This means that developing countries will never be able to catch up with developed countries simply on the basis of domestic resource mobilization or increasing the share of exports in output. Nor will increased net resource flows be sufficient in the absence of the ability to appropriate the competitive gains from the domestic generation of new technologies and new products. With the advent of knowledge-based goods generated by new IT technology, the risk is that the technology gap will widen as developing countries are reduced to the production of manufactured goods whose prices increasingly behave as those of primary commodities, with declining terms of trade relative to knowledge based goods of the advanced countries.

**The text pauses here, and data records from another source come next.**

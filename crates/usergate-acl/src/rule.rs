//! Declarative permission rules.
//!
//! # Purpose
//! A [`PermissionRule`] grants a set of verbs on one canonical route pattern
//! to one or more roles. Rules are plain data; they only take effect once
//! registered with a [`crate::PermissionTableBuilder`].
//!
//! # Key invariants
//! - `resource` is the route template exactly as the router declares it,
//!   placeholders included (`/api/v1/users/:userId`), never a concrete path.
//! - A rule naming several roles is shorthand for one rule per role.
//!
//! # Examples
//! ```rust
//! use usergate_acl::{PermissionRule, Verb};
//!
//! let rule = PermissionRule::new(["user"], "/api/v1/users/me", [Verb::Get, Verb::Delete]);
//! assert_eq!(rule.roles.len(), 1);
//! assert!(rule.permissions.contains(&Verb::Delete));
//! ```
use crate::{AclError, AclResult, Role, Verb};
use serde::{Deserialize, Serialize};
use std::collections::BTreeSet;

#[derive(Debug, Clone, PartialEq, Eq, Serialize, Deserialize)]
pub struct PermissionRule {
    pub roles: BTreeSet<Role>,
    pub resource: String,
    pub permissions: BTreeSet<Verb>,
}

impl PermissionRule {
    pub fn new<R, V>(roles: R, resource: impl Into<String>, permissions: V) -> Self
    where
        R: IntoIterator,
        R::Item: Into<Role>,
        V: IntoIterator<Item = Verb>,
    {
        Self {
            roles: roles.into_iter().map(Into::into).collect(),
            resource: resource.into(),
            permissions: permissions.into_iter().collect(),
        }
    }

    /// Check the rule is well formed before it enters a table.
    ///
    /// # Errors
    /// - [`AclError::InvalidPattern`] if the resource is not an absolute path
    ///   or contains a query string.
    /// - [`AclError::EmptyRoles`] if the rule names no roles.
    /// - [`AclError::InvalidRole`] if a role name is blank.
    pub fn validate(&self) -> AclResult<()> {
        if !self.resource.starts_with('/') || self.resource.contains('?') {
            return Err(AclError::InvalidPattern(self.resource.clone()));
        }
        if self.roles.is_empty() {
            return Err(AclError::EmptyRoles(self.resource.clone()));
        }
        if self.roles.iter().any(|role| role.as_str().trim().is_empty()) {
            return Err(AclError::InvalidRole(self.resource.clone()));
        }
        Ok(())
    }
}

impl std::fmt::Display for PermissionRule {
    fn fmt(&self, f: &mut std::fmt::Formatter<'_>) -> std::fmt::Result {
        let roles: Vec<&str> = self.roles.iter().map(Role::as_str).collect();
        let verbs: Vec<&str> = self.permissions.iter().map(|verb| verb.as_str()).collect();
        write!(
            f,
            "[{}] {} ({})",
            roles.join(","),
            self.resource,
            verbs.join(",")
        )
    }
}
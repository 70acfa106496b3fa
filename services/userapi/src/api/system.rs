//! System/health API handler.
//!
//! # Purpose and responsibility
//! Lightweight health endpoint, open to guests and users alike.
use crate::api::error::{ApiError, api_internal};
use crate::api::types::HealthStatus;
use crate::app::AppState;
use axum::Json;
use axum::extract::State;

#[utoipa::path(
    get,
    path = "/api/v1/system/health",
    tag = "system",
    responses(
        (status = 200, description = "Service health", body = HealthStatus)
    )
)]
/// Return service health.
///
/// # What it does
/// Probes the user store and returns `ok` if it answers.
///
/// # Errors
/// - Returns 500 if the store health check fails.
pub(crate) async fn system_health(
    State(state): State<AppState>,
) -> Result<Json<HealthStatus>, ApiError> {
    if let Err(err) = state.users.store().health_check().await {
        return Err(api_internal("storage unavailable", &err));
    }
    Ok(Json(HealthStatus {
        status: "ok".to_string(),
    }))
}
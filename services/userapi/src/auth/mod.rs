//! Access control wiring for the user API.
//!
//! # Purpose
//! `policy` declares which roles may call which routes; `middleware` runs the
//! ACL gate in front of every gated handler.
pub mod middleware;
pub mod policy;
//! Service configuration.
//!
//! Values come from `USERGATE_*` environment variables with defaults, and may
//! be overridden by a YAML file named in `USERGATE_CONFIG`.
use anyhow::{Context, Result};
use rand::RngCore;
use serde::Deserialize;
use std::fmt;
use std::fs;
use std::net::SocketAddr;
use std::time::Duration;
use usergate_acl::MAX_TOKEN_TTL;

pub const DEFAULT_ISSUER: &str = "usergate";

#[derive(Clone)]
pub struct ServiceConfig {
    pub bind_addr: SocketAddr,
    pub metrics_bind: SocketAddr,
    pub jwt_secret: String,
    pub jwt_issuer: String,
    pub token_ttl: Duration,
    /// Clock skew tolerated when checking `exp`, in seconds.
    pub token_leeway_secs: u64,
    pub registration_enabled: bool,
}

// Keeps the signing secret out of logs.
impl fmt::Debug for ServiceConfig {
    fn fmt(&self, f: &mut fmt::Formatter<'_>) -> fmt::Result {
        f.debug_struct("ServiceConfig")
            .field("bind_addr", &self.bind_addr)
            .field("metrics_bind", &self.metrics_bind)
            .field("jwt_secret", &"<redacted>")
            .field("jwt_issuer", &self.jwt_issuer)
            .field("token_ttl", &self.token_ttl)
            .field("token_leeway_secs", &self.token_leeway_secs)
            .field("registration_enabled", &self.registration_enabled)
            .finish()
    }
}

#[derive(Debug, Deserialize)]
struct ServiceConfigOverride {
    bind_addr: Option<String>,
    metrics_bind: Option<String>,
    jwt_secret: Option<String>,
    jwt_issuer: Option<String>,
    token_ttl_secs: Option<u64>,
    token_leeway_secs: Option<u64>,
    registration_enabled: Option<bool>,
}

impl ServiceConfig {
    pub fn from_env() -> Result<Self> {
        let bind_addr = std::env::var("USERGATE_BIND")
            .unwrap_or_else(|_| "0.0.0.0:3000".to_string())
            .parse()
            .with_context(|| "parse USERGATE_BIND")?;
        let metrics_bind = std::env::var("USERGATE_METRICS_BIND")
            .unwrap_or_else(|_| "0.0.0.0:9090".to_string())
            .parse()
            .with_context(|| "parse USERGATE_METRICS_BIND")?;
        let jwt_secret = match std::env::var("USERGATE_JWT_SECRET") {
            Ok(secret) if !secret.is_empty() => secret,
            _ => {
                tracing::warn!(
                    "USERGATE_JWT_SECRET not set; using a random secret, tokens will not survive a restart"
                );
                random_secret()
            }
        };
        let jwt_issuer =
            std::env::var("USERGATE_JWT_ISSUER").unwrap_or_else(|_| DEFAULT_ISSUER.to_string());
        let token_ttl_secs = std::env::var("USERGATE_TOKEN_TTL_SECS")
            .unwrap_or_else(|_| "86400".to_string())
            .parse::<u64>()
            .with_context(|| "parse USERGATE_TOKEN_TTL_SECS")?;
        let token_leeway_secs = std::env::var("USERGATE_TOKEN_LEEWAY_SECS")
            .unwrap_or_else(|_| "5".to_string())
            .parse()
            .with_context(|| "parse USERGATE_TOKEN_LEEWAY_SECS")?;
        let registration_enabled = std::env::var("USERGATE_REGISTRATION_ENABLED")
            .map(|value| parse_bool(&value))
            .unwrap_or(Ok(true))
            .with_context(|| "parse USERGATE_REGISTRATION_ENABLED")?;
        let config = Self {
            bind_addr,
            metrics_bind,
            jwt_secret,
            jwt_issuer,
            token_ttl: Duration::from_secs(token_ttl_secs),
            token_leeway_secs,
            registration_enabled,
        };
        config
            .check_token_bounds()
            .with_context(|| "check USERGATE_TOKEN_TTL_SECS / USERGATE_TOKEN_LEEWAY_SECS")?;
        Ok(config)
    }

    /// TTL must lie in `1..=MAX_TOKEN_TTL` and the leeway may not exceed it.
    pub fn check_token_bounds(&self) -> Result<()> {
        let ttl = self.token_ttl.as_secs();
        anyhow::ensure!(
            (1..=MAX_TOKEN_TTL.as_secs()).contains(&ttl),
            "token ttl of {ttl}s is outside 1..={}s",
            MAX_TOKEN_TTL.as_secs()
        );
        anyhow::ensure!(
            self.token_leeway_secs <= ttl,
            "token leeway of {}s exceeds the token ttl of {ttl}s",
            self.token_leeway_secs
        );
        Ok(())
    }

    pub fn from_env_or_yaml() -> Result<Self> {
        let mut config = Self::from_env()?;
        if let Ok(path) = std::env::var("USERGATE_CONFIG") {
            let contents = fs::read_to_string(&path)
                .with_context(|| format!("read USERGATE_CONFIG: {path}"))?;
            config.apply_yaml(&contents)?;
        }
        Ok(config)
    }

    fn apply_yaml(&mut self, contents: &str) -> Result<()> {
        let override_cfg: ServiceConfigOverride =
            serde_yaml::from_str(contents).with_context(|| "parse usergate config yaml")?;
        if let Some(value) = override_cfg.bind_addr {
            self.bind_addr = value.parse().with_context(|| "parse bind_addr")?;
        }
        if let Some(value) = override_cfg.metrics_bind {
            self.metrics_bind = value.parse().with_context(|| "parse metrics_bind")?;
        }
        if let Some(value) = override_cfg.jwt_secret {
            self.jwt_secret = value;
        }
        if let Some(value) = override_cfg.jwt_issuer {
            self.jwt_issuer = value;
        }
        if let Some(value) = override_cfg.token_ttl_secs {
            self.token_ttl = Duration::from_secs(value);
        }
        if let Some(value) = override_cfg.token_leeway_secs {
            self.token_leeway_secs = value;
        }
        if let Some(value) = override_cfg.registration_enabled {
            self.registration_enabled = value;
        }
        self.check_token_bounds()
            .with_context(|| "check token_ttl_secs / token_leeway_secs")
    }
}

fn parse_bool(value: &str) -> Result<bool> {
    match value.trim().to_ascii_lowercase().as_str() {
        "1" | "true" | "yes" | "on" => Ok(true),
        "0" | "false" | "no" | "off" => Ok(false),
        other => anyhow::bail!("expected a boolean, got {other:?}"),
    }
}

fn random_secret() -> String {
    let mut bytes = [0u8; 32];
    rand::thread_rng().fill_bytes(&mut bytes);
    hex::encode(bytes)
}
//! HTTP API request/response types.
//!
//! # Purpose
//! Defines the payload shapes of the user API and its OpenAPI schemas.
use crate::service::{ProfileChanges, Registration};
use serde::{Deserialize, Serialize};
use utoipa::ToSchema;

/// Body of every rejection and handler failure.
#[derive(Debug, Serialize, Deserialize, ToSchema, Clone, PartialEq)]
pub struct ErrorResponse {
    pub msg: String,
}

#[derive(Debug, Serialize, Deserialize, ToSchema, Clone)]
pub struct HealthStatus {
    pub status: String,
}

/// Registration payload. A `role` field, if sent, is ignored.
#[derive(Debug, Serialize, Deserialize, ToSchema, Clone)]
pub struct UserCreateRequest {
    #[schema(example = "John Connor")]
    pub name: String,
    #[schema(example = "john@connor.net")]
    pub email: String,
    #[schema(example = "123456")]
    pub password: String,
}

impl From<UserCreateRequest> for Registration {
    fn from(request: UserCreateRequest) -> Self {
        Self {
            name: request.name,
            email: request.email,
            password: request.password,
        }
    }
}

#[derive(Debug, Serialize, Deserialize, ToSchema, Clone, Default)]
pub struct UserUpdateRequest {
    #[serde(default)]
    pub name: Option<String>,
    #[serde(default)]
    pub email: Option<String>,
    #[serde(default)]
    pub password: Option<String>,
}

impl From<UserUpdateRequest> for ProfileChanges {
    fn from(request: UserUpdateRequest) -> Self {
        Self {
            name: request.name,
            email: request.email,
            password: request.password,
        }
    }
}

#[derive(Debug, Serialize, Deserialize, ToSchema, Clone)]
pub struct TokenRequest {
    pub email: String,
    pub password: String,
}

#[derive(Debug, Serialize, Deserialize, ToSchema, Clone)]
pub struct TokenResponse {
    pub token: String,
}
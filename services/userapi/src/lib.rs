//! usergate user-management service library crate.
//!
//! # Purpose
//! Exposes the HTTP API, the access-control wiring, configuration, the user
//! service and its storage backends for use by the binary and tests.
//!
//! # Notes
//! Every routed request passes the request gate in [`auth::middleware`]
//! before a handler in [`api`] runs.
pub mod api;
pub mod app;
pub mod auth;
pub mod config;
pub mod model;
pub mod observability;
pub mod service;
pub mod store;
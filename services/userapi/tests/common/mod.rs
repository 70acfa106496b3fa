#![allow(dead_code)]

use axum::body::Body;
use axum::http::{Request, StatusCode};
use std::time::Duration;
use tower::ServiceExt;
use userapi::app::{AppState, build_router};
use userapi::config::ServiceConfig;

pub const SECRET: &str = "integration-test-secret";
pub const ISSUER: &str = "usergate";

pub type TestApp = axum::routing::RouterIntoService<Body, ()>;

pub fn test_config(registration_enabled: bool) -> ServiceConfig {
    ServiceConfig {
        bind_addr: "127.0.0.1:0".parse().expect("bind"),
        metrics_bind: "127.0.0.1:0".parse().expect("metrics"),
        jwt_secret: SECRET.to_string(),
        jwt_issuer: ISSUER.to_string(),
        token_ttl: Duration::from_secs(3600),
        token_leeway_secs: 0,
        registration_enabled,
    }
}

pub fn app() -> TestApp {
    app_with_config(&test_config(true))
}

pub fn app_with_config(config: &ServiceConfig) -> TestApp {
    let state = AppState::from_config(config).expect("state");
    build_router(state).into_service()
}

pub async fn read_json(response: axum::response::Response) -> serde_json::Value {
    let bytes = axum::body::to_bytes(response.into_body(), usize::MAX)
        .await
        .expect("body");
    serde_json::from_slice(&bytes).expect("json")
}

pub fn json_request(method: &str, uri: &str, body: serde_json::Value) -> Request<Body> {
    Request::builder()
        .method(method)
        .uri(uri)
        .header("content-type", "application/json")
        .body(Body::from(body.to_string()))
        .expect("request")
}

pub fn authed_request(
    method: &str,
    uri: &str,
    authorization: &str,
    body: Option<serde_json::Value>,
) -> Request<Body> {
    let builder = Request::builder()
        .method(method)
        .uri(uri)
        .header("authorization", authorization);
    let request = match body {
        Some(body) => builder
            .header("content-type", "application/json")
            .body(Body::from(body.to_string())),
        None => builder.body(Body::empty()),
    };
    request.expect("request")
}

/// Register a user as guest and return the created record.
pub async fn register(app: &TestApp, name: &str, email: &str, password: &str) -> serde_json::Value {
    let response = app
        .clone()
        .oneshot(json_request(
            "POST",
            "/api/v1/users",
            serde_json::json!({ "name": name, "email": email, "password": password }),
        ))
        .await
        .expect("register");
    assert_eq!(response.status(), StatusCode::OK);
    read_json(response).await
}

/// Exchange credentials for a token and return the `Authorization` value.
pub async fn login(app: &TestApp, email: &str, password: &str) -> String {
    let response = app
        .clone()
        .oneshot(json_request(
            "POST",
            "/api/v1/token",
            serde_json::json!({ "email": email, "password": password }),
        ))
        .await
        .expect("token");
    assert_eq!(response.status(), StatusCode::OK);
    let body = read_json(response).await;
    let token = body["token"].as_str().expect("token string");
    format!("JWT {token}")
}
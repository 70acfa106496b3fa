//! Access-control primitives for the usergate service.
//!
//! # Purpose
//! Provides the declarative permission table, the access decision, identity
//! tokens and the typed request gate that composes them.
//!
//! # How it fits
//! The service builds a [`PermissionTable`] once at startup, pairs it with a
//! [`TokenVerifier`] in a [`RequestGate`] and runs every routed request
//! through the gate before the handler sees it.
//!
//! # Key invariants
//! - Rules are `(roles, route pattern, verbs)`; registrations are additive.
//! - Decisions are default-deny and never fail with an error.
//! - Tokens are HS256 with a process-wide secret.
//!
//! # Examples
//! ```rust
//! use usergate_acl::{PermissionRule, PermissionTable, Verb};
//!
//! let table = PermissionTable::builder()
//!     .allow([PermissionRule::new(["user"], "/api/v1/users/me", [Verb::Get])])
//!     .build()
//!     .expect("table");
//! assert!(table.is_allowed("user", "/api/v1/users/me", Verb::Get));
//! assert!(!table.is_allowed("user", "/api/v1/users/me", Verb::Put));
//! ```

mod errors;
mod gate;
mod rule;
mod table;
mod token;
mod types;
mod verb;

pub use errors::{AclError, AclResult, AuthError};
pub use gate::{Authenticated, Authorized, Rejection, RequestGate, Unauthenticated};
pub use rule::PermissionRule;
pub use table::{PermissionTable, PermissionTableBuilder};
pub use token::{
    AUTH_SCHEMES, IdentityClaims, MAX_TOKEN_TTL, TokenIssuer, TokenVerifier, bearer_token,
};
pub use types::{GUEST_ROLE, Identity, Role, USER_ROLE};
pub use verb::Verb;
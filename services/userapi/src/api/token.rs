//! Token issuance handler.
//!
//! # Purpose
//! Exchanges an email/password pair for a signed identity token usable as
//! `Authorization: JWT <token>` on the gated routes.
//!
//! # Security considerations
//! - Unknown email and wrong password return the same 401.
//! - Tokens are never logged.
use crate::api::error::{ApiError, api_internal};
use crate::api::json_body;
use crate::api::types::{ErrorResponse, TokenRequest, TokenResponse};
use crate::app::AppState;
use axum::Json;
use axum::extract::State;
use axum::extract::rejection::JsonRejection;

#[utoipa::path(
    post,
    path = "/api/v1/token",
    tag = "auth",
    request_body = TokenRequest,
    responses(
        (status = 200, description = "Signed identity token", body = TokenResponse),
        (status = 401, description = "Invalid email or password", body = ErrorResponse),
        (status = 412, description = "Malformed request", body = ErrorResponse)
    )
)]
pub(crate) async fn issue_token(
    State(state): State<AppState>,
    body: Result<Json<TokenRequest>, JsonRejection>,
) -> Result<Json<TokenResponse>, ApiError> {
    let request = json_body(body)?;
    let user = state
        .users
        .authenticate(&request.email, &request.password)
        .await?;
    let token = state
        .issuer
        .mint(user.id, &user.role)
        .map_err(|err| api_internal("failed to issue token", &err))?;
    tracing::info!(user_id = user.id, "token issued");
    Ok(Json(TokenResponse { token }))
}
//! Error types for sink identifier parsing and validation.

use thiserror::Error;

/// Errors that can occur when parsing or validating logging sink identifiers.
#[derive(Debug, Error, Clone, PartialEq, Eq)]
pub enum IdError {
    /// The identifier is empty, has the wrong number of segments, or lacks
    /// the `sinks` literal where it is required.
    #[error("invalid logging sink id: '{id}'")]
    InvalidIdentifier { id: String },

    /// The resolved resource type is not one of the allowed parent types.
    #[error("logging resource type '{resource_type}' is not valid, valid resource types: {allowed:?}")]
    InvalidResourceType {
        resource_type: String,
        allowed: &'static [&'static str],
    },
}

impl IdError {
    pub(crate) fn invalid_identifier(id: &str) -> Self {
        IdError::InvalidIdentifier { id: id.to_string() }
    }

    /// Returns true if the identifier itself was malformed.
    pub fn is_invalid_identifier(&self) -> bool {
        matches!(self, IdError::InvalidIdentifier { .. })
    }

    /// Returns true if the resource type was rejected.
    pub fn is_invalid_resource_type(&self) -> bool {
        matches!(self, IdError::InvalidResourceType { .. })
    }
}
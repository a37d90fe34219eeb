//! Errors reported by fixture checks.

use thiserror::Error;

/// A fixture check that did not hold.
#[derive(Debug, Error, Clone, PartialEq, Eq)]
pub enum CheckError {
    #[error("expected label key '{key}' with value '{expected}' not found: labels = {labels:?}")]
    LabelMissing {
        key: String,
        expected: String,
        labels: Vec<(String, String)>,
    },

    #[error("label value for key '{key}' does not match: expected '{expected}', but found '{actual}'")]
    LabelMismatch {
        key: String,
        expected: String,
        actual: String,
    },

    #[error("expected initial_node_count {expected} but found {actual}")]
    NodeCount { expected: i64, actual: i64 },

    #[error("expected machine type '{expected}', found '{actual}'")]
    MachineType { expected: String, actual: String },

    #[error("tags not found: {missing:?}")]
    TagsMissing { missing: Vec<String> },
}
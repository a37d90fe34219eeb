//! Builder for resource definition text used in acceptance fixtures.
//!
//! ```text
//! resource "google_container_node_pool" "np" {
//!     initial_node_count = 2
//!     node_config {
//!         machine_type = "n1-highmem-4"
//!     }
//! }
//! ```

use std::collections::BTreeMap;

/// Default indentation step used by `Display`.
const INDENT_LEN: usize = 4;

/// A value assigned to an attribute.
#[derive(Debug, Clone, PartialEq, Eq)]
pub enum ConfigValue {
    Int(i64),
    Bool(bool),
    Str(String),
    List(Vec<ConfigValue>),
    /// Nested block, rendered without `=`.
    Block(ConfigBuilder),
}

impl ConfigValue {
    fn render(&self, indent: usize, indent_len: usize) -> String {
        match self {
            ConfigValue::Int(v) => v.to_string(),
            ConfigValue::Bool(v) => v.to_string(),
            ConfigValue::Str(v) => quote(v),
            ConfigValue::List(items) => {
                let rendered: Vec<String> = items
                    .iter()
                    .map(|item| item.render(indent, indent_len))
                    .collect();
                format!("[{}]", rendered.join(", "))
            }
            ConfigValue::Block(block) => {
                block.render_with_indent(indent + indent_len, indent_len, true)
            }
        }
    }
}

impl From<i64> for ConfigValue {
    fn from(v: i64) -> Self {
        ConfigValue::Int(v)
    }
}

impl From<i32> for ConfigValue {
    fn from(v: i32) -> Self {
        ConfigValue::Int(i64::from(v))
    }
}

impl From<u32> for ConfigValue {
    fn from(v: u32) -> Self {
        ConfigValue::Int(i64::from(v))
    }
}

impl From<bool> for ConfigValue {
    fn from(v: bool) -> Self {
        ConfigValue::Bool(v)
    }
}

impl From<&str> for ConfigValue {
    fn from(v: &str) -> Self {
        ConfigValue::Str(v.to_string())
    }
}

impl From<String> for ConfigValue {
    fn from(v: String) -> Self {
        ConfigValue::Str(v)
    }
}

impl From<ConfigBuilder> for ConfigValue {
    fn from(v: ConfigBuilder) -> Self {
        ConfigValue::Block(v)
    }
}

impl<T: Into<ConfigValue>> From<Vec<T>> for ConfigValue {
    fn from(v: Vec<T>) -> Self {
        ConfigValue::List(v.into_iter().map(Into::into).collect())
    }
}

/// Builds a `resource "<type>" "<name>" { ... }` block, or an anonymous
/// nested block when no type/name is set.
///
/// Attributes render in key order so generated configs are stable.
#[derive(Debug, Clone, Default, PartialEq, Eq)]
pub struct ConfigBuilder {
    resource_type: Option<String>,
    resource_name: Option<String>,
    attributes: BTreeMap<String, ConfigValue>,
}

impl ConfigBuilder {
    /// Creates a builder for a resource with the given type and name.
    pub fn resource(resource_type: impl Into<String>, resource_name: impl Into<String>) -> Self {
        Self {
            resource_type: Some(resource_type.into()),
            resource_name: Some(resource_name.into()),
            attributes: BTreeMap::new(),
        }
    }

    /// Creates a nested block, e.g. for `labels` or `node_config`.
    pub fn nested() -> Self {
        Self::default()
    }

    pub fn with_resource_name(mut self, name: impl Into<String>) -> Self {
        self.resource_name = Some(name.into());
        self
    }

    pub fn with_resource_type(mut self, resource_type: impl Into<String>) -> Self {
        self.resource_type = Some(resource_type.into());
        self
    }

    /// Sets an attribute, replacing any previous value for `key`.
    pub fn with_attribute(mut self, key: impl Into<String>, value: impl Into<ConfigValue>) -> Self {
        self.attributes.insert(key.into(), value.into());
        self
    }

    /// Sets a list attribute.
    pub fn with_list<I, V>(self, key: impl Into<String>, values: I) -> Self
    where
        I: IntoIterator<Item = V>,
        V: Into<ConfigValue>,
    {
        let list = ConfigValue::List(values.into_iter().map(Into::into).collect());
        self.with_attribute(key, list)
    }

    pub fn with_name(self, name: impl Into<String>) -> Self {
        self.with_attribute("name", name.into())
    }

    pub fn with_zone(self, zone: impl Into<String>) -> Self {
        self.with_attribute("zone", zone.into())
    }

    pub fn resource_type(&self) -> Option<&str> {
        self.resource_type.as_deref()
    }

    pub fn resource_name(&self) -> Option<&str> {
        self.resource_name.as_deref()
    }

    pub fn attribute(&self, key: &str) -> Option<&ConfigValue> {
        self.attributes.get(key)
    }

    /// The `name` attribute, if set to a string.
    pub fn name(&self) -> Option<&str> {
        self.str_attribute("name")
    }

    /// The `zone` attribute, if set to a string.
    pub fn zone(&self) -> Option<&str> {
        self.str_attribute("zone")
    }

    fn str_attribute(&self, key: &str) -> Option<&str> {
        match self.attributes.get(key) {
            Some(ConfigValue::Str(s)) => Some(s),
            _ => None,
        }
    }

    /// Renders the block.
    ///
    /// `indent` is the indentation of the opening and closing lines and
    /// `indent_len` the extra indentation for attributes. An `embedded` block
    /// is a value inside a larger one, so its first line is not indented.
    pub fn render_with_indent(&self, indent: usize, indent_len: usize, embedded: bool) -> String {
        let mut out = String::new();

        if !embedded {
            out.push_str(&spaces(indent));
        }
        if let (Some(ty), Some(name)) = (&self.resource_type, &self.resource_name) {
            out.push_str(&format!("resource {} {} ", quote(ty), quote(name)));
        }
        out.push_str("{\n");

        for (key, value) in &self.attributes {
            out.push_str(&spaces(indent + indent_len));
            out.push_str(key);
            out.push(' ');
            match value {
                ConfigValue::Block(_) => out.push_str(&value.render(indent, indent_len)),
                _ => {
                    out.push_str("= ");
                    out.push_str(&value.render(indent, indent_len));
                    out.push('\n');
                }
            }
        }

        out.push_str(&spaces(indent));
        out.push_str("}\n");
        out
    }
}

impl std::fmt::Display for ConfigBuilder {
    fn fmt(&self, f: &mut std::fmt::Formatter<'_>) -> std::fmt::Result {
        f.write_str(&self.render_with_indent(0, INDENT_LEN, false))
    }
}

fn spaces(len: usize) -> String {
    " ".repeat(len)
}

fn quote(s: &str) -> String {
    format!("\"{}\"", s.replace('\\', "\\\\").replace('"', "\\\""))
}
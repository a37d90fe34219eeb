//! # tfgcp-fixtures
//!
//! Helpers for writing provider acceptance fixtures:
//!
//! - [`ConfigBuilder`] renders resource definitions as config text
//! - [`labels`] extracts and checks resource labels
//! - [`node_pool`] builds container cluster/node pool fixtures and checks
//!   node pool payloads returned by the container API

mod config_builder;
mod error;
pub mod labels;
pub mod node_pool;

pub use config_builder::{ConfigBuilder, ConfigValue};
pub use error::CheckError;
pub use labels::{check_has_label, resource_labels, HasLabels};
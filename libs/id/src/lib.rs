//! # tfgcp-id
//!
//! Parsing and formatting of logging sink identifiers.
//!
//! ## ID Format
//!
//! The canonical form of a sink identifier is
//! `{resource_type}/{resource_id}/sinks/{name}`, where the resource type is one
//! of `billingAccount`, `folders`, `organizations` or `projects`.
//!
//! Examples:
//! - `projects/my-project/sinks/my-sink`
//! - `folders/1234567/sinks/audit`
//! - `billingAccount/0A1B2C-3D4E5F-6A7B8C/sinks/billing-export`
//!
//! Shorthand forms (`[NAME]`, `sinks/[NAME]`, `[RESOURCE_ID]/sinks/[NAME]`)
//! are accepted by [`LoggingSinkId::parse`], which fills the missing parts from
//! caller-supplied defaults. The canonical form is what gets persisted.

mod error;
mod resource;
mod sink;

pub use error::IdError;
pub use resource::ResourceType;
pub use sink::{LoggingSinkId, SINKS_SEGMENT};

Current trends in the regulation of trade in intellectual property do not favour the equitable distribution of technology and thus serve to reinforce the specialization of developing countries in primary commodities and low-technology goods with low value added and low growth in per capita incomes.

Thus, in any discussion of trade as a source development finance, it is impossible to ignore technology, since it is difficult to separate the goods from the technologies they embody.

[* Prof. Jan Kregel is a senior economist and financial expert at the UN Conference on Trade and Development. He presented these views at a panel session on ‘The Decisive Role of Trade in Development Financing’ in Bogota, Colombia, last week during the Latin American and Caribbean Regional Consultation on Financing for Development. An presentation by Prof Kregel on Trade and External Finance was in SUNS #4784] .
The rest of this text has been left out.